Ladislaus Weinek (Template:Lang-hu, February 13, 1848, Buda – November 12, 1913, Prague) was an Austro-Hungarian astronomer.

He was educated in Vienna, and worked for a period at the photography laboratories in Schwerin.

In 1874 he joined a German expedition to the Kerguelen Islands to observe a transit of Venus across the face of the Sun. His results from the expedition were published in Nova Acta Leopoldina.

In 1883 he became a professor in Prague and was the ninth director of the Klementinum observatory. There, on Nov. 27, 1885, he took the first known photograph of a meteor. He set up observing stations in Prague and Jena (to observe the Andromedids shower of that year, which turned out to be very intense), and caught a 7mm-long trail on a plate in Prague.[1]

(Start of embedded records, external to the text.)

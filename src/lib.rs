//! # grid_astar
//!
//! Shortest paths between two cells of a bounded grid with blocked cells, found with a
//! best-first [A*](https://en.wikipedia.org/wiki/A*_search_algorithm) search. Movement is
//! 4-directional and every step costs its Euclidean length, which is also the heuristic.
//!
//! A query is a single synchronous call to [find_path] (or [Pathfinder::find_path]) that takes
//! the bounds and obstacles by reference and returns the cells from start to goal, or an empty
//! path if the goal is unreachable. Visualisations can follow the search through a
//! [SearchObserver]. [Scenario] bundles the inputs of a query together with the editing
//! operations of an interactive board.
//!
//! ```
//! use grid_astar::{find_path, Cell, FxHashSet};
//!
//! let mut obstacles = FxHashSet::default();
//! obstacles.insert(Cell::new(1, 1));
//! let path = find_path(Cell::new(0, 0), Cell::new(2, 2), 3, 3, &obstacles, None).unwrap();
//! assert_eq!(path.len(), 5);
//! ```
mod error;
pub mod grid;
pub mod observer;
pub mod scenario;
pub mod search;

use fxhash::FxBuildHasher;
use indexmap::{IndexMap, IndexSet};

/// A grid coordinate. Equality is structural.
pub type Cell = grid_util::point::Point;

pub type FxIndexMap<K, V> = IndexMap<K, V, FxBuildHasher>;
pub type FxIndexSet<K> = IndexSet<K, FxBuildHasher>;
pub use fxhash::FxHashSet;

pub use error::PathError;
pub use grid::{euclidean_distance, neighbors, Obstacles};
pub use observer::{CostTable, EventLog, ExpansionBudget, SearchEvent, SearchObserver};
pub use scenario::Scenario;
pub use search::{find_path, Pathfinder, SearchConfig};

In collaboration with Friedrich Küstner, he made measurements of the height of the pole. During their investigations they also discovered polar motion. (The movement of the Earth's polar axis relative to the crust.)

Using images taken at the Lick Observatory and the Meudon Observatory, he produced the first atlas of the Moon that was based on photographs.

The crater Weinek on the Moon and the asteroid 7114 Weinek are named after him.

See also

References

  1. ^ Hughes, Stefan (2012). Catchers of the Light: The Astrophotographers' Family History. Catchers of the Light [1]. p. 457. ISBN 162050961X. {{cite book}}: External link in |publisher= (help)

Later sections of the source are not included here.